# How to complete this task
Up to and including the line that contains "fn test_root_pages_match_files_after_bootstrap() ->", reproduce every line exactly, beginning with the first line below.

# Exercise inputs
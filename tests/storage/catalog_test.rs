use petak::{
    executor::predicate::Predicate,
    storage::schema::{COLUMNS_TABLE, TABLES_TABLE, TableCol},
    types::{error::DatabaseError, value::{DataType, Value}},
    utils::mock::TempDatabase,
};

#[test]
fn test_bootstrap_seeds_system_tables() -> Result<(), DatabaseError> {
    let temp_db = TempDatabase::with_prefix("catalog_bootstrap")?;
    let storage = &temp_db.storage_manager;

    let tables = storage.lookup_table(TABLES_TABLE)?;
    assert_eq!(tables.record_count, 2);
    assert_eq!(tables.last_id, 2);
    assert_eq!(
        tables.column_names(),
        vec!["table_name", "root_page", "last_id", "record_count"]
    );

    let columns = storage.lookup_table(COLUMNS_TABLE)?;
    assert_eq!(columns.record_count, 11);
    assert_eq!(columns.last_id, 11);
    assert_eq!(columns.columns.len(), 7);
    assert_eq!(columns.columns[3].name, "ordinal_position");
    assert_eq!(columns.columns[3].data_type, DataType::SmallInt);

    assert_eq!(storage.scan_table(TABLES_TABLE, None)?.len(), 2);
    assert_eq!(storage.scan_table(COLUMNS_TABLE, None)?.len(), 11);
    Ok(())
}

#[test]
fn test_root_pages_match_files_after_bootstrap() -> Result<(), DatabaseError> {
    let temp_db = TempDatabase::with_prefix("catalog_roots")?;
    let storage = &temp_db.storage_manager;

    for name in [TABLES_TABLE, COLUMNS_TABLE] {
        let info = storage.lookup_table(name)?;
        assert_eq!(info.root_page, storage.find_root(name)?);
    }
    Ok(())
}

#[test]
fn test_system_table_flags() -> Result<(), DatabaseError> {
    let temp_db = TempDatabase::new()?;
    let tables = temp_db.storage_manager.lookup_table(TABLES_TABLE)?;
    let name_col = tables.column("table_name")?;
    assert!(name_col.unique);
    assert!(!name_col.nullable);
    assert!(!name_col.primary_key);
    assert_eq!(name_col.ordinal_position, 1);
    Ok(())
}

#[test]
fn test_lookup_missing_table() -> Result<(), DatabaseError> {
    let temp_db = TempDatabase::new()?;
    match temp_db.storage_manager.lookup_table("ghost") {
        Err(DatabaseError::TableNotFound { name }) => assert_eq!(name, "ghost"),
        other => panic!("Expected TableNotFound, got {:?}", other),
    }
    Ok(())
}

#[test]
fn test_column_rows_written_for_user_table() -> Result<(), DatabaseError> {
    let mut temp_db = TempDatabase::new()?;
    let storage = &mut temp_db.storage_manager;
    storage.create_table(
        "people",
        vec![
            TableCol::new("id", DataType::Int).primary_key(),
            TableCol::new("name", DataType::Text).not_null(),
            TableCol::new("email", DataType::Text).unique(),
        ],
    )?;

    let rows = storage.scan_table(COLUMNS_TABLE, None)?;
    let people: Vec<_> = rows
        .iter()
        .filter(|row| row.values[0] == Value::Text("people".into()))
        .collect();
    assert_eq!(people.len(), 3);
    assert_eq!(
        people[0].values,
        vec![
            Value::Text("people".into()),
            Value::Text("id".into()),
            Value::Text("INT".into()),
            Value::SmallInt(1),
            Value::Text("NO".into()),
            Value::Text("PRI".into()),
            Value::Text("YES".into()),
        ]
    );
    assert_eq!(people[2].values[5], Value::Null);
    assert_eq!(people[2].values[6], Value::Text("YES".into()));

    let columns = storage.lookup_table(COLUMNS_TABLE)?;
    assert_eq!(columns.record_count, 14);
    assert_eq!(columns.last_id, 14);
    Ok(())
}

#[test]
fn test_unique_constraint_case_insensitive() -> Result<(), DatabaseError> {
    let mut temp_db = TempDatabase::new()?;
    let storage = &mut temp_db.storage_manager;
    storage.create_table(
        "users",
        vec![
            TableCol::new("id", DataType::Int),
            TableCol::new("name", DataType::Text).unique(),
        ],
    )?;

    storage.insert_row("users", vec![Value::Int(1), Value::Text("Alice".into())])?;
    let result = storage.insert_row("users", vec![Value::Int(2), Value::Text("aLiCe".into())]);
    match result {
        Err(DatabaseError::UniqueConstraintViolation { table, column, value }) => {
            assert_eq!(table, "users");
            assert_eq!(column, "name");
            assert_eq!(value, "aLiCe");
        }
        other => panic!("Expected UniqueConstraintViolation, got {:?}", other),
    }

    // NULL never conflicts.
    storage.insert_row("users", vec![Value::Int(3), Value::Null])?;
    storage.insert_row("users", vec![Value::Int(4), Value::Null])?;
    storage.insert_row("users", vec![Value::Int(5), Value::Text("Bob".into())])?;

    let info = storage.lookup_table("users")?;
    assert_eq!(info.record_count, 4);
    // The rejected insert consumed no row id.
    assert_eq!(info.last_id, 4);
    Ok(())
}

#[test]
fn test_primary_key_is_unique() -> Result<(), DatabaseError> {
    let mut temp_db = TempDatabase::new()?;
    let storage = &mut temp_db.storage_manager;
    storage.create_table(
        "items",
        vec![
            TableCol::new("sku", DataType::Int).primary_key(),
            TableCol::new("label", DataType::Text),
        ],
    )?;
    storage.insert_row("items", vec![Value::Int(7), Value::Text("a".into())])?;
    assert!(matches!(
        storage.insert_row("items", vec![Value::Int(7), Value::Text("b".into())]),
        Err(DatabaseError::UniqueConstraintViolation { .. })
    ));
    assert!(matches!(
        storage.insert_row("items", vec![Value::Null, Value::Text("c".into())]),
        Err(DatabaseError::NotNullViolation { .. })
    ));
    Ok(())
}

#[test]
fn test_duplicates_allowed_without_unique() -> Result<(), DatabaseError> {
    let mut temp_db = TempDatabase::new()?;
    let storage = &mut temp_db.storage_manager;
    storage.create_table(
        "people",
        vec![
            TableCol::new("id", DataType::Int),
            TableCol::new("name", DataType::Text),
        ],
    )?;

    assert_eq!(storage.insert_row("people", vec![Value::Int(1), Value::Text("ann".into())])?, 1);
    assert_eq!(storage.insert_row("people", vec![Value::Int(2), Value::Text("ann".into())])?, 2);
    assert_eq!(storage.insert_row("people", vec![Value::Int(2), Value::Text("ANN".into())])?, 3);

    let rows = storage.scan_table("people", Some(&Predicate::eq_ignore_case("name", "ann")))?;
    assert_eq!(rows.len(), 3);
    assert_eq!(storage.lookup_table("people")?.record_count, 3);
    Ok(())
}

#[test]
fn test_system_tables_reject_row_changes() -> Result<(), DatabaseError> {
    let mut temp_db = TempDatabase::new()?;
    temp_db.create_simple_table("notes")?;
    let storage = &mut temp_db.storage_manager;

    for name in [TABLES_TABLE, COLUMNS_TABLE] {
        match storage.insert_row(name, vec![Value::Text("x".into())]) {
            Err(DatabaseError::SystemTable { name: refused }) => assert_eq!(refused, name),
            other => panic!("Expected SystemTable, got {:?}", other),
        }
        assert!(matches!(
            storage.insert_values(name, &[("table_name", "x")]),
            Err(DatabaseError::SystemTable { .. })
        ));
        assert!(matches!(
            storage.delete_matching_rows(name, None),
            Err(DatabaseError::SystemTable { .. })
        ));
    }
    assert!(matches!(
        storage.update_matching_rows(
            TABLES_TABLE,
            Some(&Predicate::equals("table_name", "notes")),
            &[("record_count", Value::Int(99))]
        ),
        Err(DatabaseError::SystemTable { .. })
    ));
    assert!(matches!(
        storage.create_inserter(COLUMNS_TABLE),
        Err(DatabaseError::SystemTable { .. })
    ));

    // The catalog itself still keeps its rows current.
    assert_eq!(storage.lookup_table(TABLES_TABLE)?.record_count, 3);
    assert_eq!(storage.lookup_table(COLUMNS_TABLE)?.record_count, 13);
    storage.insert_row("notes", vec![Value::Int(1), Value::Null])?;
    assert_eq!(storage.lookup_table("notes")?.record_count, 1);
    storage.drop_table("notes")?;
    assert_eq!(storage.lookup_table(TABLES_TABLE)?.record_count, 2);
    assert_eq!(storage.lookup_table(COLUMNS_TABLE)?.record_count, 11);
    Ok(())
}

#[test]
fn test_counters_survive_reopen() -> Result<(), DatabaseError> {
    let mut temp_db = TempDatabase::new()?;
    temp_db.create_simple_table("notes")?;
    for i in 1..=3 {
        temp_db
            .storage_manager
            .insert_row("notes", vec![Value::Int(i), Value::Text(format!("n{}", i))])?;
    }

    let storage = temp_db.reopen()?;
    let info = storage.lookup_table("notes")?;
    assert_eq!(info.record_count, 3);
    assert_eq!(info.last_id, 3);
    assert_eq!(info.root_page, 0);
    assert_eq!(storage.insert_row("notes", vec![Value::Int(4), Value::Null])?, 4);
    Ok(())
}

#[test]
fn test_root_page_recorded_after_split() -> Result<(), DatabaseError> {
    let mut temp_db = TempDatabase::new()?;
    temp_db.create_simple_table("big")?;
    let storage = &mut temp_db.storage_manager;
    for i in 1..=60 {
        storage.insert_row("big", vec![Value::Int(i), Value::Text("some text".into())])?;
    }
    let info = storage.lookup_table("big")?;
    assert_ne!(info.root_page, 0);
    assert_eq!(info.root_page, storage.find_root("big")?);
    Ok(())
}

#[test]
fn test_table_names() -> Result<(), DatabaseError> {
    let mut temp_db = TempDatabase::new()?;
    temp_db.create_simple_table("alpha")?;
    temp_db.create_simple_table("beta")?;
    assert_eq!(
        temp_db.storage_manager.table_names()?,
        vec![TABLES_TABLE, COLUMNS_TABLE, "alpha", "beta"]
    );
    Ok(())
}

# Written answer
filename tests/storage/catalog_test.rs
use petak::{
    executor::predicate::Predicate,
    storage::schema::{COLUMNS_TABLE, TABLES_TABLE, TableCol},
    types::{error::DatabaseError, value::{DataType, Value}},
    utils::mock::TempDatabase,
};

#[test]
fn test_bootstrap_seeds_system_tables() -> Result<(), DatabaseError> {
    let temp_db = TempDatabase::with_prefix("catalog_bootstrap")?;
    let storage = &temp_db.storage_manager;

    let tables = storage.lookup_table(TABLES_TABLE)?;
    assert_eq!(tables.record_count, 2);
    assert_eq!(tables.last_id, 2);
    assert_eq!(
        tables.column_names(),
        vec!["table_name", "root_page", "last_id", "record_count"]
    );

    let columns = storage.lookup_table(COLUMNS_TABLE)?;
    assert_eq!(columns.record_count, 11);
    assert_eq!(columns.last_id, 11);
    assert_eq!(columns.columns.len(), 7);
    assert_eq!(columns.columns[3].name, "ordinal_position");
    assert_eq!(columns.columns[3].data_type, DataType::SmallInt);

    assert_eq!(storage.scan_table(TABLES_TABLE, None)?.len(), 2);
    assert_eq!(storage.scan_table(COLUMNS_TABLE, None)?.len(), 11);
    Ok(())
}

#[test]
fn test_root_pages_match_files_after_bootstrap() -> Result<(), DatabaseError> {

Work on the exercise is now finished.